The twins’ brains also were unalike. The active twins had significantly more grey matter than the sedentary twins, especially in areas of the brain involved in motor control and coordination.

Presumably, all of these differences in the young men’s bodies and brains had developed during their few, brief years of divergent workouts, underscoring how rapidly and robustly exercising – or not – can affect health, said Dr. Urho Kujala, a professor of sports and exercise medicine at the University of Jyvaskyla who oversaw the study.

Of course, the study was small and not a formal randomized trial, although it involved identical twins.

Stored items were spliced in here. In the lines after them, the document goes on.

// Copyright © 2019 Intel Corporation
//
// SPDX-License-Identifier: Apache-2.0 OR BSD-3-Clause
//

use std::str::FromStr;
use std::time::Duration;

use clap::{Arg, ArgAction, ArgMatches, Command};
use cpuid::MatchPolicy;
use smu::{SmuConfig, DEFAULT_MAX_RETRIES};
use telemetry::TelemetryConfig;
use thiserror::Error;

pub const DEFAULT_SAMPLE_MS: &str = "10";

/// Errors associated with the command line
#[derive(Debug, Error)]
pub enum ConfigError {
    /// Unknown report format
    #[error("Unknown output format {0:?}, expected \"text\" or \"json\"")]
    InvalidFormat(String),
    /// The power sampling interval must be positive
    #[error("The sampling interval must be at least 1 ms")]
    ZeroSampleInterval,
    /// The mailbox polling cap must be positive
    #[error("The SMU retry count must be at least 1")]
    ZeroSmuRetries,
}

#[derive(Clone, Copy, Debug, Default, PartialEq, Eq)]
pub enum OutputFormat {
    #[default]
    Text,
    Json,
}

impl FromStr for OutputFormat {
    type Err = ConfigError;

    fn from_str(s: &str) -> Result<Self, Self::Err> {
        match s {
            "text" => Ok(OutputFormat::Text),
            "json" => Ok(OutputFormat::Json),
            _ => Err(ConfigError::InvalidFormat(s.to_owned())),
        }
    }
}

#[derive(Clone, Debug, PartialEq, Eq)]
pub struct Config {
    pub format: OutputFormat,
    pub topology: bool,
    pub raw: bool,
    pub telemetry: bool,
    pub msr_dump: bool,
    /// Logical CPU used for telemetry, the first sampled one when unset.
    pub cpu: Option<usize>,
    pub min_codename_score: Option<i32>,
    pub sample_interval: Duration,
    pub smu_retries: u32,
    pub verbosity: u8,
}

/// Command line arguments, sorted by id.
pub fn create_app() -> Command {
    Command::new("cpuscope")
        .version(env!("BUILD_VERSION"))
        .author(env!("CARGO_PKG_AUTHORS"))
        .about("Identify x86 processors and read their live telemetry.")
        .arg(
            Arg::new("cpu")
                .long("cpu")
                .help("Logical CPU to read telemetry from")
                .num_args(1)
                .value_parser(clap::value_parser!(usize)),
        )
        .arg(
            Arg::new("format")
                .long("format")
                .help("Report format: text|json")
                .num_args(1)
                .default_value("text"),
        )
        .arg(
            Arg::new("min-codename-score")
                .long("min-codename-score")
                .help("Reject codename matches scoring below this value")
                .num_args(1)
                .value_parser(clap::value_parser!(i32)),
        )
        .arg(
            Arg::new("msr-dump")
                .long("msr-dump")
                .help("Print every documented field of the vendor's MSRs")
                .action(ArgAction::SetTrue),
        )
        .arg(
            Arg::new("raw")
                .long("raw")
                .help("Dump the raw CPUID leaves of every processor group")
                .action(ArgAction::SetTrue),
        )
        .arg(
            Arg::new("sample-ms")
                .long("sample-ms")
                .help("Busy wait between the two energy counter reads, in milliseconds")
                .num_args(1)
                .default_value(DEFAULT_SAMPLE_MS)
                .value_parser(clap::value_parser!(u64)),
        )
        .arg(
            Arg::new("smu-retries")
                .long("smu-retries")
                .help("Polls of the SMU response register before a command times out")
                .num_args(1)
                .default_value(DEFAULT_MAX_RETRIES.to_string())
                .value_parser(clap::value_parser!(u32)),
        )
        .arg(
            Arg::new("telemetry")
                .long("telemetry")
                .help("Read MSR and SMU telemetry (needs root)")
                .action(ArgAction::SetTrue),
        )
        .arg(
            Arg::new("topology")
                .long("topology")
                .help("Print one entry per processor group")
                .action(ArgAction::SetTrue),
        )
        .arg(
            Arg::new("v")
                .short('v')
                .action(ArgAction::Count)
                .help("Sets the level of debugging output"),
        )
}

impl Config {
    pub fn from_matches(matches: &ArgMatches) -> Result<Self, ConfigError> {
        let format = matches
            .get_one::<String>("format")
            .map(|s| s.parse::<OutputFormat>())
            .transpose()?
            .unwrap_or_default();

        let sample_ms = matches.get_one::<u64>("sample-ms").copied().unwrap_or(10);
        if sample_ms == 0 {
            return Err(ConfigError::ZeroSampleInterval);
        }
        let smu_retries = matches
            .get_one::<u32>("smu-retries")
            .copied()
            .unwrap_or(DEFAULT_MAX_RETRIES);
        if smu_retries == 0 {
            return Err(ConfigError::ZeroSmuRetries);
        }

        Ok(Config {
            format,
            topology: matches.get_flag("topology"),
            raw: matches.get_flag("raw"),
            telemetry: matches.get_flag("telemetry"),
            msr_dump: matches.get_flag("msr-dump"),
            cpu: matches.get_one::<usize>("cpu").copied(),
            min_codename_score: matches.get_one::<i32>("min-codename-score").copied(),
            sample_interval: Duration::from_millis(sample_ms),
            smu_retries,
            verbosity: matches.get_count("v"),
        })
    }

    pub fn match_policy(&self) -> MatchPolicy {
        MatchPolicy {
            min_score: self.min_codename_score,
        }
    }

    pub fn needs_hardware(&self) -> bool {
        self.telemetry || self.msr_dump
    }

    pub fn telemetry_config(&self) -> TelemetryConfig {
        TelemetryConfig {
            sample_interval: self.sample_interval,
            smu: SmuConfig {
                max_retries: self.smu_retries,
            },
            ..Default::default()
        }
    }
}

#[cfg(test)]
mod tests {
    use super::*;
    use crate::test_util::tests::assert_args_sorted;

    fn parse(args: &[&str]) -> Result<Config, ConfigError> {
        let matches = create_app()
            .try_get_matches_from(std::iter::once("cpuscope").chain(args.iter().copied()))
            .unwrap();
        Config::from_matches(&matches)
    }

    #[test]
    fn test_args_sorted() {
        let app = create_app();
        assert_args_sorted(|| app.get_arguments());
    }

    #[test]
    fn defaults() {
        let config = parse(&[]).unwrap();
        assert_eq!(config.format, OutputFormat::Text);
        assert!(!config.telemetry && !config.topology && !config.raw && !config.msr_dump);
        assert_eq!(config.cpu, None);
        assert_eq!(config.match_policy().min_score, None);
        assert_eq!(config.sample_interval, Duration::from_millis(10));
        assert_eq!(config.smu_retries, 8096);
        assert_eq!(config.verbosity, 0);
        assert!(!config.needs_hardware());
    }

    #[test]
    fn flags_and_values() {
        let config = parse(&[
            "--format",
            "json",
            "--telemetry",
            "--cpu",
            "3",
            "--min-codename-score",
            "2",
            "--sample-ms",
            "25",
            "--smu-retries",
            "100",
            "-vv",
        ])
        .unwrap();
        assert_eq!(config.format, OutputFormat::Json);
        assert_eq!(config.cpu, Some(3));
        assert_eq!(config.match_policy().min_score, Some(2));
        assert_eq!(config.telemetry_config().sample_interval, Duration::from_millis(25));
        assert_eq!(config.telemetry_config().smu.max_retries, 100);
        assert_eq!(config.verbosity, 2);
        assert!(config.needs_hardware());
    }

    #[test]
    fn invalid_values_are_rejected() {
        assert!(matches!(
            parse(&["--format", "xml"]),
            Err(ConfigError::InvalidFormat(f)) if f == "xml"
        ));
        assert!(matches!(parse(&["--sample-ms", "0"]), Err(ConfigError::ZeroSampleInterval)));
        assert!(matches!(parse(&["--smu-retries", "0"]), Err(ConfigError::ZeroSmuRetries)));
    }
}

But Dr. Kujala said he believes that the results strongly imply that the differences in the twin’s exercise habits caused the differences in their bodies.

The above is already being panned as not being a randomized study — and that’s clearly true.

But, think about it: No researcher would ever be allowed to force the unwilling to exercise at gunpoint. And, with all we already know about health and fitness, could anyone ever get a university ethics review board to approve stopping people from exercising for a lifetime?

Critics can call this whatever they want. The fact of the matter remains, this is the best we are ever going to get — and it’s very close to definitive.

You can take two people who have identical genetics and who were raised in an identical environment with identical fitness levels who still eat pretty much the same and, with the simple addition or subtraction of exercise, change nearly everything that matters about the person’s health in about three years.

Obviously, there are stupid things you can do with your diet that can override nearly any level of exercise but, with all other elements remaining largely equal what we have always guessed to be true has just been proven:

Exercise is still, hands down, the key element of health and fitness.